Mardin'deki olay, kim olursa olsun sivil dünyayı silahla, ölümle bu kadar hemdem etmenin nasıl tamiri mümkün olmayan tahribatlara yol açacağının çok somut bir örneği. Güneydoğu'nun kan ve acıyla imtihanı maalesef devam ediyor. Zaten ne zaman şiddetin durması gündeme gelse cinayetler, eylemler art arda geliyor.

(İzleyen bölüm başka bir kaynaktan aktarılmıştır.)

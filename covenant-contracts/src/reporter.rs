//! Severity-filtered report sinks

use parking_lot::Mutex;
use serde::{Deserialize, Serialize};
use std::fmt;
use std::io;
use std::str::FromStr;
use std::sync::atomic::{AtomicU8, Ordering};
use std::sync::Arc;
use thiserror::Error;
use tracing::{debug, error, info, warn};

/// Report severity, ordered from least to most severe
#[derive(
    Debug, Clone, Copy, PartialEq, Eq, PartialOrd, Ord, Hash, Serialize, Deserialize,
)]
#[serde(rename_all = "UPPERCASE")]
pub enum Severity {
    Debug,
    Info,
    Warn,
    Error,
    Fatal,
}

impl Severity {
    pub const ALL: [Severity; 5] = [
        Severity::Debug,
        Severity::Info,
        Severity::Warn,
        Severity::Error,
        Severity::Fatal,
    ];

    pub fn as_str(self) -> &'static str {
        match self {
            Severity::Debug => "DEBUG",
            Severity::Info => "INFO",
            Severity::Warn => "WARN",
            Severity::Error => "ERROR",
            Severity::Fatal => "FATAL",
        }
    }

    fn from_u8(raw: u8) -> Severity {
        Severity::ALL
            .get(raw as usize)
            .copied()
            .unwrap_or(Severity::Fatal)
    }
}

impl fmt::Display for Severity {
    fn fmt(&self, f: &mut fmt::Formatter<'_>) -> fmt::Result {
        f.write_str(self.as_str())
    }
}

#[derive(Error, Debug, Clone, PartialEq, Eq)]
#[error("No severity matching \"{0}\"")]
pub struct ParseSeverityError(pub String);

impl FromStr for Severity {
    type Err = ParseSeverityError;

    fn from_str(s: &str) -> Result<Self, Self::Err> {
        match s.trim().to_ascii_lowercase().as_str() {
            "debug" => Ok(Severity::Debug),
            "info" => Ok(Severity::Info),
            "warn" | "warning" => Ok(Severity::Warn),
            "error" => Ok(Severity::Error),
            "fatal" => Ok(Severity::Fatal),
            _ => Err(ParseSeverityError(s.to_string())),
        }
    }
}

/// Lock-free threshold shared by the reporters
#[derive(Debug)]
pub struct Threshold(AtomicU8);

impl Threshold {
    pub fn new(severity: Severity) -> Self {
        Self(AtomicU8::new(severity as u8))
    }

    pub fn get(&self) -> Severity {
        Severity::from_u8(self.0.load(Ordering::Relaxed))
    }

    pub fn set(&self, severity: Severity) {
        self.0.store(severity as u8, Ordering::Relaxed);
    }
}

impl Default for Threshold {
    fn default() -> Self {
        Self::new(Severity::Warn)
    }
}

/// Sink for engine diagnostics.
///
/// `report` never fails; messages below the threshold are dropped.
pub trait Reporter: Send + Sync {
    fn threshold(&self) -> Severity;

    fn set_threshold(&self, severity: Severity);

    /// Write one message unconditionally
    fn emit(&self, severity: Severity, source: &str, message: &str);

    fn report(&self, severity: Severity, source: &str, message: &str) {
        if severity >= self.threshold() {
            self.emit(severity, source, message);
        }
    }

    /// Downcast hook used when configuring writer targets
    fn as_writer_reporter(&self) -> Option<&WriterReporter> {
        None
    }
}

/// Forwards reports to `tracing` events
#[derive(Debug, Default)]
pub struct TracingReporter {
    threshold: Threshold,
}

impl TracingReporter {
    pub fn new() -> Self {
        Self::default()
    }

    pub fn with_threshold(severity: Severity) -> Self {
        Self {
            threshold: Threshold::new(severity),
        }
    }
}

impl Reporter for TracingReporter {
    fn threshold(&self) -> Severity {
        self.threshold.get()
    }

    fn set_threshold(&self, severity: Severity) {
        self.threshold.set(severity);
    }

    fn emit(&self, severity: Severity, source: &str, message: &str) {
        match severity {
            Severity::Debug => debug!(target: "covenant", source, "{}", message),
            Severity::Info => info!(target: "covenant", source, "{}", message),
            Severity::Warn => warn!(target: "covenant", source, "{}", message),
            Severity::Error => error!(target: "covenant", source, "{}", message),
            Severity::Fatal => error!(target: "covenant", source, fatal = true, "{}", message),
        }
    }
}

enum Sink {
    Text(Box<dyn fmt::Write + Send>),
    Stream(Box<dyn io::Write + Send>),
}

impl Sink {
    fn kind(&self) -> &'static str {
        match self {
            Sink::Text(_) => "writer",
            Sink::Stream(_) => "output stream",
        }
    }
}

struct SinkState {
    sink: Sink,
    /// Whether the sink was chosen explicitly rather than defaulted
    explicit: bool,
}

/// Writes `SEVERITY: source: message` lines to a text writer or a byte
/// stream, standard error by default. The last sink set wins.
pub struct WriterReporter {
    threshold: Threshold,
    state: Mutex<SinkState>,
}

impl WriterReporter {
    pub fn new() -> Self {
        Self {
            threshold: Threshold::default(),
            state: Mutex::new(SinkState {
                sink: Sink::Stream(Box::new(io::stderr())),
                explicit: false,
            }),
        }
    }

    pub fn with_writer<W: fmt::Write + Send + 'static>(writer: W) -> Self {
        let reporter = Self::new();
        reporter.set_writer(Box::new(writer));
        reporter
    }

    pub fn with_stream<S: io::Write + Send + 'static>(stream: S) -> Self {
        let reporter = Self::new();
        reporter.set_output_stream(Box::new(stream));
        reporter
    }

    /// Route output to a text writer, replacing any stream
    pub fn set_writer(&self, writer: Box<dyn fmt::Write + Send>) {
        self.replace_sink(Sink::Text(writer));
    }

    /// Route output to a byte stream, replacing any writer
    pub fn set_output_stream(&self, stream: Box<dyn io::Write + Send>) {
        self.replace_sink(Sink::Stream(stream));
    }

    fn replace_sink(&self, sink: Sink) {
        let mut state = self.state.lock();
        if state.explicit && state.sink.kind() != sink.kind() {
            warn!(
                previous = state.sink.kind(),
                next = sink.kind(),
                "WriterReporter already had a sink configured; the last one set wins"
            );
        }
        state.sink = sink;
        state.explicit = true;
    }

    /// Kind of the current sink: `"writer"` or `"output stream"`
    pub fn sink_kind(&self) -> &'static str {
        self.state.lock().sink.kind()
    }
}

impl Default for WriterReporter {
    fn default() -> Self {
        Self::new()
    }
}

impl fmt::Debug for WriterReporter {
    fn fmt(&self, f: &mut fmt::Formatter<'_>) -> fmt::Result {
        f.debug_struct("WriterReporter")
            .field("threshold", &self.threshold.get())
            .field("sink", &self.sink_kind())
            .finish()
    }
}

impl Reporter for WriterReporter {
    fn threshold(&self) -> Severity {
        self.threshold.get()
    }

    fn set_threshold(&self, severity: Severity) {
        self.threshold.set(severity);
    }

    fn emit(&self, severity: Severity, source: &str, message: &str) {
        let line = format!("{}: {}: {}\n", severity, source, message);
        let mut state = self.state.lock();
        // A broken sink must not turn a report into a failure
        let _ = match &mut state.sink {
            Sink::Text(writer) => writer.write_str(&line).map_err(|_| ()),
            Sink::Stream(stream) => stream
                .write_all(line.as_bytes())
                .and_then(|_| stream.flush())
                .map_err(|_| ()),
        };
    }

    fn as_writer_reporter(&self) -> Option<&WriterReporter> {
        Some(self)
    }
}

/// One captured report
#[derive(Debug, Clone, PartialEq, Eq, Serialize, Deserialize)]
pub struct ReportEntry {
    pub severity: Severity,
    pub source: String,
    pub message: String,
}

/// Keeps every report above the threshold in memory
#[derive(Debug)]
pub struct RecordingReporter {
    threshold: Threshold,
    entries: Mutex<Vec<ReportEntry>>,
}

impl RecordingReporter {
    pub fn new() -> Self {
        Self::with_threshold(Severity::Debug)
    }

    pub fn with_threshold(severity: Severity) -> Self {
        Self {
            threshold: Threshold::new(severity),
            entries: Mutex::new(Vec::new()),
        }
    }

    pub fn entries(&self) -> Vec<ReportEntry> {
        self.entries.lock().clone()
    }

    /// Entries at exactly this severity
    pub fn entries_at(&self, severity: Severity) -> Vec<ReportEntry> {
        self.entries
            .lock()
            .iter()
            .filter(|e| e.severity == severity)
            .cloned()
            .collect()
    }

    pub fn len(&self) -> usize {
        self.entries.lock().len()
    }

    pub fn is_empty(&self) -> bool {
        self.entries.lock().is_empty()
    }

    pub fn clear(&self) {
        self.entries.lock().clear();
    }
}

impl Default for RecordingReporter {
    fn default() -> Self {
        Self::new()
    }
}

impl Reporter for RecordingReporter {
    fn threshold(&self) -> Severity {
        self.threshold.get()
    }

    fn set_threshold(&self, severity: Severity) {
        self.threshold.set(severity);
    }

    fn emit(&self, severity: Severity, source: &str, message: &str) {
        self.entries.lock().push(ReportEntry {
            severity,
            source: source.to_string(),
            message: message.to_string(),
        });
    }
}

/// Cloneable in-memory text writer, handy as a `WriterReporter` target
#[derive(Debug, Clone, Default)]
pub struct SharedText(Arc<Mutex<String>>);

impl SharedText {
    pub fn new() -> Self {
        Self::default()
    }

    pub fn contents(&self) -> String {
        self.0.lock().clone()
    }
}

impl fmt::Write for SharedText {
    fn write_str(&mut self, s: &str) -> fmt::Result {
        self.0.lock().push_str(s);
        Ok(())
    }
}

/// Adapts a byte stream into a text writer
pub struct IoText<W>(pub W);

impl<W: io::Write> fmt::Write for IoText<W> {
    fn write_str(&mut self, s: &str) -> fmt::Result {
        self.0
            .write_all(s.as_bytes())
            .and_then(|_| self.0.flush())
            .map_err(|_| fmt::Error)
    }
}

#[cfg(test)]
#[path = "reporter_tests.rs"]
mod tests;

Dün Milliyet gazetesinde Hasan Cemal'in Murat Karayılan ile yapılan görüşmesi yayınlandı. Karayılan'ın söyledikleri bir hayli ilginçti. "Artık kan dökülsün istemiyoruz. Öncelik silahların susmasıdır. Diyalogla işe başlayalım, silah bırakma ise bundan sonraki aşama olabilir.'' diyor. Karayılan, diyaloğun ilk adresi olarak İmralı'yı gösteriyor. Bunun kabul edilmemesi halinde ikinci adresin kendileri olduğunu söylüyor ve ekliyor: "Bizi de kabul etmiyorlarsa siyasal olarak seçilmiş iradedir (Yani DTP). Bu da olmuyorsa akil adamlardan ortak bir komisyon kurulur.''

Karayılan'ın söyledikleri hakikaten ilginç! Bu sözler öncelikle; PKK'nın silahlı mücadele etmek istemediğini çok açık dille ifade etmesi açısından önemli. İkincisi, anlaşmak için de dayatmaya varan bir ön şartı yok. Özetle, 'İmranlı'yı tanımıyorsanız beni, beni tanımıyorsanız DTP'yi, DTP'yi tanımıyorsanız da bir akil adamlar komisyonunu muhatap alın.' diyor. Asıl önemlisi de 10 askerin şehit edilmesi konusuna sahip çıkmıyor. Bu olaydan üzüntü duyduğunu ifade ediyor. İnce bir diplomasiyle, 'bunu başka birileri yaptı' demiyor ama onu demeye getiriyor.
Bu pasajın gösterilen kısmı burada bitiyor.